Withum has included below both an excerpt from the IFR as well as an example provided in the IFR. This safe harbor does not require the business interruption to cover the entire covered period, meaning that borrowers just need to establish that a disruption occurred for some meaningful period of time during the covered period. It also does not narrowly define a disruption, allowing borrowers to potentially rely on a broad variety of different “disruptions” caused by the requirements established by these agencies. Therefore Withum believes this new safe harbor has broad applicability, including in the auto, restaurant and hospitality industries, for example, as well as in a variety of professional service industries like law and medicine.

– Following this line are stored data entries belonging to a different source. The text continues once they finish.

use config::{Config, Environment, File};
use serde::Deserialize;

/// Fallback endpoint for a locally running server.
pub const DEFAULT_BASE_URL: &str = "http://127.0.0.1:50051";

/// Anything the transport can ask for a base URL at call time.
///
/// The endpoint is never baked in at build time: the same binary talks to a
/// Docker deployment in one install and a desktop-app sidecar in another, so
/// the transport resolves the target through this seam on every call.
pub trait EndpointSource: Send + Sync {
    fn base_url(&self) -> String;
}

#[derive(Debug, Clone, Deserialize)]
pub struct ServerSettings {
    pub base_url: String,
}

/// Runtime configuration, merged from an optional config file and
/// `HUSH`-prefixed environment variables.
///
/// `HUSH_SERVER__BASE_URL=https://hush.example.org` overrides whatever the
/// file says.
#[derive(Debug, Clone, Deserialize)]
pub struct Settings {
    pub server: ServerSettings,
}

impl Settings {
    pub fn load(config_name: &str) -> crate::Result<Settings> {
        let mut settings = Config::default();
        settings.set_default("server.base_url", DEFAULT_BASE_URL.to_string())?;
        settings.merge(File::with_name(config_name).required(false))?;
        settings.merge(Environment::with_prefix("HUSH").separator("__"))?;
        Ok(settings.try_into::<Settings>()?)
    }
}

impl EndpointSource for Settings {
    fn base_url(&self) -> String {
        self.server.base_url.trim_end_matches('/').to_string()
    }
}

Withum believes the safe harbor is extremely broad, and unless it is pared back by the SBA, a large number of borrowers should be able to avail themselves of it. If you have an FTE reduction during your covered period, Withum recommends that you closely review this safe harbor from the PPP Flexibility Act, as interpreted by the new IFR, to see if you can fall within it. The forgiveness application requires that you maintain documentation of the business disruption that took place and what requirement or guidance created it.
Excerpt from IFR:
Borrowers are also exempted from the loan forgiveness reduction arising from a reduction in the number of FTE employees during the covered period if the borrower is able to document in good faith an inability to return to the same level of business activity as the borrower was operating at before February 15, 2020, due to compliance with requirements established or guidance issued between March 1, 2020 and December 31, 2020 by the Secretary of Health and Human Services, the Director of the Centers for Disease Control and Prevention (CDC), or the Occupational Safety and Health Administration related to the maintenance of standards for sanitation, social distancing, or any other worker or customer safety requirement related to COVID-19 (COVID Requirements or Guidance).

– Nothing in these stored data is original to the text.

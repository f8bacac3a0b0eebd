//! `rpcHush.HushGroup` codecs.
//!
//! The group-feed lookup responses share one schema on the server side:
//! f1 success, f2 message, f3 feed_id, f4 title, f5 description,
//! f6 is_public, f7 member_count, f8 current_key_generation (only present on
//! `GetGroupFeed`).

use crate::error::WireError;
use crate::types::{Ack, GroupFeedInfo, GroupFeedLookup, GroupMember, JoinOutcome};
use crate::wire::{WireReader, WireType, WireWriter};

use super::feed::parse_ack;

pub fn build_get_group_feed_request(feed_id: &str) -> Vec<u8> {
    let mut writer = WireWriter::new();
    writer.string_field(1, feed_id);
    writer.into_bytes()
}

pub fn parse_get_group_feed_response(message: Option<&[u8]>) -> crate::Result<GroupFeedLookup> {
    parse_group_feed_lookup(message)
}

pub fn build_get_group_feed_by_invite_code_request(invite_code: &str) -> Vec<u8> {
    let mut writer = WireWriter::new();
    writer.string_field(1, invite_code);
    writer.into_bytes()
}

pub fn parse_get_group_feed_by_invite_code_response(
    message: Option<&[u8]>,
) -> crate::Result<GroupFeedLookup> {
    parse_group_feed_lookup(message)
}

pub fn build_join_group_feed_request(
    invite_code: &str,
    address: &str,
    display_name: &str,
) -> Vec<u8> {
    let mut writer = WireWriter::new();
    writer.string_field(1, invite_code);
    writer.string_field(2, address);
    writer.string_field(3, display_name);
    writer.into_bytes()
}

/// Response: f1 success, f2 message, f3 feed_id.
pub fn parse_join_group_feed_response(message: Option<&[u8]>) -> crate::Result<JoinOutcome> {
    let Some(bytes) = message else {
        return Ok(JoinOutcome::default());
    };
    let mut reader = WireReader::new(bytes);
    let mut outcome = JoinOutcome::default();
    while reader.has_remaining() {
        let (field_number, wire_type) = reader.read_tag()?;
        match (field_number, wire_type) {
            (1, WireType::Varint) => outcome.success = reader.read_bool()?,
            (2, WireType::LengthDelimited) => outcome.message = reader.read_string()?,
            (3, WireType::LengthDelimited) => outcome.feed_id = Some(reader.read_string()?),
            _ => reader.skip_field(wire_type)?,
        }
    }
    Ok(outcome)
}

pub fn build_leave_group_feed_request(feed_id: &str, address: &str) -> Vec<u8> {
    build_feed_and_address_request(feed_id, address)
}

pub fn parse_leave_group_feed_response(message: Option<&[u8]>) -> crate::Result<Ack> {
    parse_ack(message)
}

pub fn build_delete_group_feed_request(feed_id: &str, address: &str) -> Vec<u8> {
    build_feed_and_address_request(feed_id, address)
}

pub fn parse_delete_group_feed_response(message: Option<&[u8]>) -> crate::Result<Ack> {
    parse_ack(message)
}

pub fn build_add_member_to_group_feed_request(
    feed_id: &str,
    member_address: &str,
    added_by_address: &str,
) -> Vec<u8> {
    let mut writer = WireWriter::new();
    writer.string_field(1, feed_id);
    writer.string_field(2, member_address);
    writer.string_field(3, added_by_address);
    writer.into_bytes()
}

pub fn parse_add_member_to_group_feed_response(message: Option<&[u8]>) -> crate::Result<Ack> {
    parse_ack(message)
}

pub fn build_get_group_members_request(feed_id: &str) -> Vec<u8> {
    let mut writer = WireWriter::new();
    writer.string_field(1, feed_id);
    writer.into_bytes()
}

/// Response: repeated f1 = member submessage (f1 address, f2 display_name,
/// f3 joined_at_block, f4 is_admin).
pub fn parse_get_group_members_response(
    message: Option<&[u8]>,
) -> crate::Result<Vec<GroupMember>> {
    let Some(bytes) = message else {
        return Ok(vec![]);
    };
    let mut reader = WireReader::new(bytes);
    let mut members = vec![];
    while reader.has_remaining() {
        let (field_number, wire_type) = reader.read_tag()?;
        match (field_number, wire_type) {
            (1, WireType::LengthDelimited) => {
                members.push(parse_group_member(reader.read_length_delimited()?)?);
            }
            _ => reader.skip_field(wire_type)?,
        }
    }
    Ok(members)
}

fn build_feed_and_address_request(feed_id: &str, address: &str) -> Vec<u8> {
    let mut writer = WireWriter::new();
    writer.string_field(1, feed_id);
    writer.string_field(2, address);
    writer.into_bytes()
}

fn parse_group_feed_lookup(message: Option<&[u8]>) -> crate::Result<GroupFeedLookup> {
    let Some(bytes) = message else {
        return Ok(GroupFeedLookup::Missing);
    };
    let mut reader = WireReader::new(bytes);
    let mut success = false;
    let mut server_message = String::new();
    let mut info = GroupFeedInfo::default();
    while reader.has_remaining() {
        let (field_number, wire_type) = reader.read_tag()?;
        match (field_number, wire_type) {
            (1, WireType::Varint) => success = reader.read_bool()?,
            (2, WireType::LengthDelimited) => server_message = reader.read_string()?,
            (3, WireType::LengthDelimited) => info.feed_id = reader.read_string()?,
            (4, WireType::LengthDelimited) => info.title = reader.read_string()?,
            (5, WireType::LengthDelimited) => info.description = reader.read_string()?,
            (6, WireType::Varint) => info.is_public = reader.read_bool()?,
            (7, WireType::Varint) => info.member_count = reader.read_varint()? as u32,
            (8, WireType::Varint) => {
                info.current_key_generation = Some(reader.read_varint()? as u32);
            }
            _ => reader.skip_field(wire_type)?,
        }
    }
    // a parse that ran out of bytes never lands here; success=false is
    // always a genuine server answer
    if success {
        Ok(GroupFeedLookup::Found(info))
    } else {
        Ok(GroupFeedLookup::Refused {
            message: server_message,
        })
    }
}

fn parse_group_member(bytes: &[u8]) -> Result<GroupMember, WireError> {
    let mut reader = WireReader::new(bytes);
    let mut member = GroupMember::default();
    while reader.has_remaining() {
        let (field_number, wire_type) = reader.read_tag()?;
        match (field_number, wire_type) {
            (1, WireType::LengthDelimited) => member.address = reader.read_string()?,
            (2, WireType::LengthDelimited) => member.display_name = reader.read_string()?,
            (3, WireType::Varint) => member.joined_at_block = reader.read_varint()?,
            (4, WireType::Varint) => member.is_admin = reader.read_bool()?,
            _ => reader.skip_field(wire_type)?,
        }
    }
    Ok(member)
}
#[cfg(test)]
mod tests {
    use super::*;
    use crate::limits::Limits;
    use crate::validators::arena::ArenaIndex;
    use crate::validators::builders::{ElementSource, GrammarBuilder};
    use crate::validators::elements::ContentSource;

    fn grammar() -> Grammar {
        GrammarBuilder::dtd("doc")
            .with_element(
                ElementSource::global(QName::local("doc"), ContentSource::Empty)
                    .with_attribute(AttributeSource::local("id").with_type(AttributeType::Id))
                    .with_attribute(AttributeSource::local("ref").with_type(AttributeType::IdRefs))
                    .with_attribute(AttributeSource::local("version").fixed("1.0"))
                    .with_attribute(
                        AttributeSource::local("kind")
                            .with_type(AttributeType::Enumeration(vec!["a".into(), "b".into()]))
                            .required(),
                    ),
            )
            .compile(&Limits::default())
            .unwrap()
    }

    fn effective(
        grammar: &Grammar,
        attributes: &[Attribute],
        ids: &mut IdTable,
    ) -> (Vec<EffectiveAttribute>, Vec<ValidationError>) {
        let element = grammar.global_element(&QName::local("doc")).unwrap();
        let decl = grammar.element(element).unwrap();
        let ctx = ValueContext::new().with_grammar(grammar);
        let mut errors = Vec::new();
        let effective = validate_attributes(grammar, decl, attributes, &ctx, Some(ids), "/doc", &mut errors);
        (effective, errors)
    }

    fn check(grammar: &Grammar, attributes: &[Attribute], ids: &mut IdTable) -> Vec<ValidationError> {
        effective(grammar, attributes, ids).1
    }

    #[test]
    fn test_valid_attributes() {
        let grammar = grammar();
        let mut ids = IdTable::new();
        let errors = check(
            &grammar,
            &[
                Attribute::local("id", "x1"),
                Attribute::local("kind", " b "),
                Attribute::local("version", "1.0"),
                Attribute::new(QName::namespaced(XSI_NAMESPACE, "noNamespaceSchemaLocation"), "a.xsd"),
            ],
            &mut ids,
        );
        assert!(errors.is_empty(), "{:?}", errors);
        assert!(ids.contains("x1"));
    }

    #[test]
    fn test_attribute_violations() {
        let grammar = grammar();
        let mut ids = IdTable::new();
        let errors = check(
            &grammar,
            &[
                Attribute::local("id", "1bad"),
                Attribute::local("version", "2.0"),
                Attribute::local("extra", "x"),
            ],
            &mut ids,
        );
        let kinds: Vec<ViolationKind> = errors.iter().map(|e| e.kind).collect();
        assert_eq!(
            kinds,
            vec![
                ViolationKind::InvalidAttributeValue,
                ViolationKind::FixedValueMismatch,
                ViolationKind::UndeclaredAttribute,
                ViolationKind::MissingAttribute,
            ]
        );
    }

    #[test]
    fn test_enumeration_mismatch() {
        let grammar = grammar();
        let mut ids = IdTable::new();
        let errors = check(&grammar, &[Attribute::local("kind", "c")], &mut ids);
        assert_eq!(errors.len(), 1);
        assert_eq!(errors[0].kind, ViolationKind::InvalidAttributeValue);
    }

    #[test]
    fn test_id_table() {
        let grammar = grammar();
        let mut ids = IdTable::new();
        let first = check(
            &grammar,
            &[Attribute::local("id", "a"), Attribute::local("kind", "a"), Attribute::local("ref", "a b")],
            &mut ids,
        );
        assert!(first.is_empty());
        let second = check(&grammar, &[Attribute::local("id", "a"), Attribute::local("kind", "a")], &mut ids);
        assert_eq!(second[0].kind, ViolationKind::DuplicateId);

        let dangling: Vec<&str> = ids.dangling().map(|(id, _)| id).collect();
        assert_eq!(dangling, vec!["b"]);

        ids.clear();
        assert!(!ids.contains("a"));
    }

    #[test]
    fn test_defaults_supplied() {
        let grammar = GrammarBuilder::dtd("doc")
            .with_element(
                ElementSource::global(QName::local("doc"), ContentSource::Empty)
                    .with_attribute(AttributeSource::local("lang").with_default("en"))
                    .with_attribute(AttributeSource::local("version").fixed("1.0"))
                    .with_attribute(AttributeSource::local("note")),
            )
            .compile(&Limits::default())
            .unwrap();
        let mut ids = IdTable::new();

        let (attributes, errors) = effective(
            &grammar,
            &[
                Attribute::local("lang", "fr"),
                Attribute::local("xmlns", "urn:x"),
            ],
            &mut ids,
        );
        assert!(errors.is_empty(), "{:?}", errors);
        let found: Vec<(&str, &str, bool)> = attributes
            .iter()
            .map(|a| (a.name.local_name.as_str(), a.value.as_str(), a.defaulted))
            .collect();
        assert_eq!(found, vec![("lang", "fr", false), ("version", "1.0", true)]);
        assert_eq!(
            attributes[1].type_name,
            Some(QName::namespaced(XSD_NAMESPACE, "string"))
        );
    }

    #[test]
    fn test_default_literal_checked() {
        let int = QName::namespaced(XSD_NAMESPACE, "int");
        let source = AttributeSource::new(QName::local("size"), AttributeType::Simple(int));
        let grammar = GrammarBuilder::schema(None).compile(&Limits::default()).unwrap();
        let element = ElementIndex::from_raw(0);

        let valid = AttributeDeclaration::new(&source.clone().with_default("12"), element);
        assert_eq!(valid.check_default(&grammar), Ok(()));
        let invalid = AttributeDeclaration::new(&source.clone().fixed("not-a-number"), element);
        assert!(invalid.check_default(&grammar).is_err());

        let choice = AttributeSource::local("kind")
            .with_type(AttributeType::Enumeration(vec!["a".into(), "b".into()]))
            .with_default("c");
        assert!(AttributeDeclaration::new(&choice, element).check_default(&grammar).is_err());
        assert_eq!(AttributeDeclaration::new(&source, element).check_default(&grammar), Ok(()));
    }

    #[test]
    fn test_reserved_attributes() {
        assert!(Attribute::local("xmlns", "urn:x").is_reserved());
        assert!(Attribute::new(QName::namespaced(XMLNS_NAMESPACE, "p"), "urn:x").is_reserved());
        assert!(!Attribute::local("id", "x").is_reserved());
        assert_eq!(AttributeType::Enumeration(vec!["a".into(), "b".into()]).to_string(), "(a|b)");
        assert!(AttributeType::IdRefs.is_list());
    }
}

The Administrator, in consultation with the Secretary, is interpreting the above statutory exemption to include both direct and indirect compliance with COVID Requirements or Guidance, because a significant amount of the reduction in business activity stemming from COVID Requirements or Guidance is the result of state and local government shutdown orders that are based in part on guidance from the three federal agencies.
Example provided in the IFR:
A PPP borrower is in the business of selling beauty products both online and at its physical store. During the covered period, the local government where the borrower’s store is located orders all non-essential businesses, including the borrower’s business, to shut down their stores, based in part on COVID-19 guidance issued by the CDC in March 2020. Because the borrower’s business activity during the covered period was reduced compared to its activity before February 15, 2020 due to compliance with COVID Requirements or Guidance, the borrower satisfies the Flexibility Act’s exemption and will not have its forgiveness amount reduced because of a reduction in FTEs during the covered period, if the borrower in good faith maintains records regarding the reduction in business activity and the local government’s shutdown orders that reference a COVID Requirement or Guidance as described above.

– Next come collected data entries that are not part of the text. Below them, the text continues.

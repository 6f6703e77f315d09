//! Compiled content models
//!
//! This module provides the runtime form of content models:
//! - `Dfa` for element-only (`children`) models
//! - `AllModel` for `all` groups (unordered, counted)
//! - `MixedModel` for mixed content (presence only)
//!
//! A model is immutable and shared by all validation sessions; the
//! per-element position lives in a [`ContentState`] owned by the session.
//!
//! Reference: https://www.w3.org/TR/xmlschema11-1/#cvc-model-group

use crate::namespaces::QName;

use super::arena::ElementIndex;
use super::conflict::SubstitutionGroupComparator;
use super::particles::{Leaf, Occurs};
use super::wildcards::ProcessContents;

/// A model term bound to its element declaration
#[derive(Debug, Clone, PartialEq, Eq)]
pub struct Symbol {
    /// Term
    pub leaf: Leaf,
    /// Declaration of the element term, once resolved
    pub decl: Option<ElementIndex>,
}

impl Symbol {
    /// Create an unbound symbol
    pub fn new(leaf: Leaf) -> Self {
        Self { leaf, decl: None }
    }

    /// Rank of a match: exact name, substitution, wildcard
    fn rank(&self, name: &QName, comparator: Option<&dyn SubstitutionGroupComparator>) -> Option<u8> {
        match &self.leaf {
            Leaf::Element(qname) if qname == name => Some(0),
            Leaf::Element(head) => {
                let substitutable = comparator.is_some_and(|cmp| {
                    cmp.is_equivalent_to(head, name).unwrap_or_else(|err| {
                        tracing::warn!("{}; treating as no match", err);
                        false
                    })
                });
                substitutable.then_some(1)
            }
            Leaf::Wildcard(wildcard) => wildcard.allows(name).then_some(2),
        }
    }

    fn matched(&self) -> ChildMatch {
        match &self.leaf {
            Leaf::Element(_) => ChildMatch::Matched {
                decl: self.decl,
                wildcard: None,
            },
            Leaf::Wildcard(wildcard) => ChildMatch::Matched {
                decl: None,
                wildcard: Some(wildcard.process_contents),
            },
        }
    }
}

/// Pick the best-ranked candidate for a child name
fn best_match<'a, I>(
    candidates: I,
    name: &QName,
    comparator: Option<&dyn SubstitutionGroupComparator>,
) -> Option<usize>
where
    I: Iterator<Item = (usize, &'a Symbol)>,
{
    candidates
        .filter_map(|(i, symbol)| symbol.rank(name, comparator).map(|rank| (rank, i)))
        .min()
        .map(|(_, i)| i)
}

/// Outcome of offering a child element to a content model
#[derive(Debug, Clone, PartialEq, Eq)]
pub enum ChildMatch {
    /// The child is accepted
    Matched {
        /// Declaration bound to the matching element term
        decl: Option<ElementIndex>,
        /// Process contents when a wildcard matched
        wildcard: Option<ProcessContents>,
    },
    /// The child is not allowed at this position
    Unexpected {
        /// Terms that would have been accepted
        expected: Vec<String>,
    },
    /// The model admits no children at all
    NotAllowed,
}

/// State of a deterministic automaton
#[derive(Debug, Clone, Default, PartialEq, Eq)]
pub struct DfaState {
    transitions: Vec<(usize, usize)>,
    accepting: bool,
}

impl DfaState {
    /// Create a state from `(symbol, target)` transitions
    pub fn new(transitions: Vec<(usize, usize)>, accepting: bool) -> Self {
        Self {
            transitions,
            accepting,
        }
    }

    /// Outgoing `(symbol, target)` transitions
    pub fn transitions(&self) -> &[(usize, usize)] {
        &self.transitions
    }

    /// Check if content may end in this state
    pub fn is_accepting(&self) -> bool {
        self.accepting
    }
}

/// Deterministic automaton of an element-only content model.
///
/// State 0 is the state before the first child.
#[derive(Debug, Clone, PartialEq, Eq)]
pub struct Dfa {
    symbols: Vec<Symbol>,
    states: Vec<DfaState>,
}

impl Dfa {
    /// Create an automaton over `symbols`
    pub fn new(symbols: Vec<Leaf>, states: Vec<DfaState>) -> Self {
        Self {
            symbols: symbols.into_iter().map(Symbol::new).collect(),
            states,
        }
    }

    /// Symbols of the automaton
    pub fn symbols(&self) -> &[Symbol] {
        &self.symbols
    }

    /// Number of states
    pub fn state_count(&self) -> usize {
        self.states.len()
    }

    /// Check if content may end in `state`
    pub fn is_accepting(&self, state: usize) -> bool {
        self.states.get(state).is_some_and(DfaState::is_accepting)
    }

    /// Follow the transition for a child name
    pub fn step(
        &self,
        state: usize,
        name: &QName,
        comparator: Option<&dyn SubstitutionGroupComparator>,
    ) -> Option<(usize, &Symbol)> {
        let transitions = self.states.get(state)?.transitions();
        let candidates = transitions
            .iter()
            .enumerate()
            .map(|(i, (symbol, _))| (i, &self.symbols[*symbol]));
        let chosen = best_match(candidates, name, comparator)?;
        let (symbol, target) = transitions[chosen];
        tracing::trace!(state, target, child = %name, "content model transition");
        Some((target, &self.symbols[symbol]))
    }

    /// Terms accepted in `state`
    pub fn expected(&self, state: usize) -> Vec<String> {
        self.states
            .get(state)
            .map(|s| {
                s.transitions()
                    .iter()
                    .map(|(symbol, _)| self.symbols[*symbol].leaf.to_string())
                    .collect()
            })
            .unwrap_or_default()
    }

    /// Bind element symbols to declarations
    pub fn bind(&mut self, mut resolve: impl FnMut(&QName) -> Option<ElementIndex>) {
        bind_symbols(&mut self.symbols, &mut resolve);
    }
}

fn bind_symbols(
    symbols: &mut [Symbol],
    resolve: &mut dyn FnMut(&QName) -> Option<ElementIndex>,
) {
    for symbol in symbols {
        if let Leaf::Element(name) = &symbol.leaf {
            symbol.decl = resolve(name);
        }
    }
}

/// One member of an `all` group
#[derive(Debug, Clone, PartialEq, Eq)]
pub struct AllMember {
    /// Term and declaration
    pub symbol: Symbol,
    /// Occurrence bounds (basic combinations only)
    pub occurs: Occurs,
}

/// Runtime model of an `all` group: members in any order, each counted
#[derive(Debug, Clone, PartialEq, Eq)]
pub struct AllModel {
    members: Vec<AllMember>,
    emptiable: bool,
}

impl AllModel {
    /// Create an all model; `emptiable` when the group itself is optional
    pub fn new(members: Vec<(Leaf, Occurs)>, emptiable: bool) -> Self {
        Self {
            members: members
                .into_iter()
                .map(|(leaf, occurs)| AllMember {
                    symbol: Symbol::new(leaf),
                    occurs,
                })
                .collect(),
            emptiable,
        }
    }

    /// Members in declaration order
    pub fn members(&self) -> &[AllMember] {
        &self.members
    }

    /// Check if the whole group may be absent
    pub fn is_emptiable(&self) -> bool {
        self.emptiable
    }

    /// Bind element members to declarations
    pub fn bind(&mut self, mut resolve: impl FnMut(&QName) -> Option<ElementIndex>) {
        for member in &mut self.members {
            if let Leaf::Element(name) = &member.symbol.leaf {
                member.symbol.decl = resolve(name);
            }
        }
    }
}

/// Runtime model of mixed content: the allowed child terms
#[derive(Debug, Clone, PartialEq, Eq, Default)]
pub struct MixedModel {
    symbols: Vec<Symbol>,
}

impl MixedModel {
    /// Create a mixed model over `leaves`
    pub fn new(leaves: Vec<Leaf>) -> Self {
        let mut symbols: Vec<Symbol> = Vec::new();
        for leaf in leaves {
            if !symbols.iter().any(|s| s.leaf == leaf) {
                symbols.push(Symbol::new(leaf));
            }
        }
        Self { symbols }
    }

    /// Allowed terms
    pub fn symbols(&self) -> &[Symbol] {
        &self.symbols
    }

    /// Bind element terms to declarations
    pub fn bind(&mut self, mut resolve: impl FnMut(&QName) -> Option<ElementIndex>) {
        bind_symbols(&mut self.symbols, &mut resolve);
    }
}

/// Compiled content model of an element declaration
#[derive(Debug, Clone, PartialEq, Eq)]
pub enum ContentModel {
    /// No children
    Empty,
    /// Anything
    Any,
    /// Text and children from a set, in any order and number
    Mixed(MixedModel),
    /// Element-only content driven by an automaton
    Children(Dfa),
    /// Element-only `all` group
    All(AllModel),
    /// Character data checked against a simple type
    Simple,
}

/// Session-local position within a content model
#[derive(Debug, Clone, PartialEq, Eq)]
pub enum ContentState {
    /// Position in an empty model (children counted)
    Empty {
        /// Children reported so far
        children: u32,
    },
    /// No tracking
    Any,
    /// No tracking
    Mixed,
    /// Current automaton state
    Children {
        /// State number
        state: usize,
    },
    /// Occurrence count per member
    All {
        /// Counts in member order
        counts: Vec<u32>,
    },
    /// Simple content
    Simple,
}

impl ContentModel {
    /// Initial state: before the first child
    pub fn start(&self) -> ContentState {
        match self {
            ContentModel::Empty => ContentState::Empty { children: 0 },
            ContentModel::Any => ContentState::Any,
            ContentModel::Mixed(_) => ContentState::Mixed,
            ContentModel::Children(_) => ContentState::Children { state: 0 },
            ContentModel::All(all) => ContentState::All {
                counts: vec![0; all.members.len()],
            },
            ContentModel::Simple => ContentState::Simple,
        }
    }

    /// Check if character data other than whitespace is allowed
    pub fn allows_text(&self) -> bool {
        matches!(
            self,
            ContentModel::Any | ContentModel::Mixed(_) | ContentModel::Simple
        )
    }

    /// Offer a child element; the state only advances on a match
    pub fn accept_child(
        &self,
        state: &mut ContentState,
        name: &QName,
        comparator: Option<&dyn SubstitutionGroupComparator>,
    ) -> ChildMatch {
        match (self, state) {
            (ContentModel::Empty, ContentState::Empty { children }) => {
                *children += 1;
                ChildMatch::NotAllowed
            }
            (ContentModel::Simple, _) => ChildMatch::NotAllowed,
            (ContentModel::Any, _) => ChildMatch::Matched {
                decl: None,
                wildcard: Some(ProcessContents::Lax),
            },
            (ContentModel::Mixed(mixed), _) => {
                match best_match(mixed.symbols.iter().enumerate(), name, comparator) {
                    Some(i) => mixed.symbols[i].matched(),
                    None => ChildMatch::Unexpected {
                        expected: mixed.symbols.iter().map(|s| s.leaf.to_string()).collect(),
                    },
                }
            }
            (ContentModel::Children(dfa), ContentState::Children { state }) => {
                match dfa.step(*state, name, comparator) {
                    Some((target, symbol)) => {
                        *state = target;
                        symbol.matched()
                    }
                    None => ChildMatch::Unexpected {
                        expected: dfa.expected(*state),
                    },
                }
            }
            (ContentModel::All(all), ContentState::All { counts }) => {
                let open = all
                    .members
                    .iter()
                    .enumerate()
                    .filter(|(i, m)| !m.occurs.is_over(counts[*i]))
                    .map(|(i, m)| (i, &m.symbol));
                match best_match(open, name, comparator) {
                    Some(i) => {
                        counts[i] += 1;
                        all.members[i].symbol.matched()
                    }
                    None => ChildMatch::Unexpected {
                        expected: all
                            .members
                            .iter()
                            .enumerate()
                            .filter(|(i, m)| !m.occurs.is_over(counts[*i]))
                            .map(|(_, m)| m.symbol.leaf.to_string())
                            .collect(),
                    },
                }
            }
            (_, state) => {
                tracing::warn!(?state, "content state does not belong to its model");
                ChildMatch::NotAllowed
            }
        }
    }

    /// Check the end of content; on failure returns the terms still required
    pub fn finish(&self, state: &ContentState) -> Result<(), Vec<String>> {
        match (self, state) {
            (ContentModel::Children(dfa), ContentState::Children { state }) => {
                if dfa.is_accepting(*state) {
                    Ok(())
                } else {
                    Err(dfa.expected(*state))
                }
            }
            (ContentModel::All(all), ContentState::All { counts }) => {
                if all.emptiable && counts.iter().all(|c| *c == 0) {
                    return Ok(());
                }
                let missing: Vec<String> = all
                    .members
                    .iter()
                    .zip(counts)
                    .filter(|(m, c)| m.occurs.is_missing(**c))
                    .map(|(m, _)| m.symbol.leaf.to_string())
                    .collect();
                if missing.is_empty() {
                    Ok(())
                } else {
                    Err(missing)
                }
            }
            _ => Ok(()),
        }
    }

    /// Bind element terms to declarations
    pub fn bind(&mut self, resolve: impl FnMut(&QName) -> Option<ElementIndex>) {
        match self {
            ContentModel::Mixed(mixed) => mixed.bind(resolve),
            ContentModel::Children(dfa) => dfa.bind(resolve),
            ContentModel::All(all) => all.bind(resolve),
            _ => {}
        }
    }
}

Reminder Section: (what should I be doing):
- Call your payroll company about claiming the payroll tax deferrals and employee retention credits that were made available in the CARES Act.
- Talk to your payroll company about the qualified sick/family leave legislation (FFCRA, passed prior to the CAREs Act).
- Consider speaking with your lender to discuss changes to terms of existing debt facilities. The banking system remains strong.
- If you have already applied for the PPP, start forecasting how you intend to spend the funds and how to qualify for the highest amount of forgiveness possible.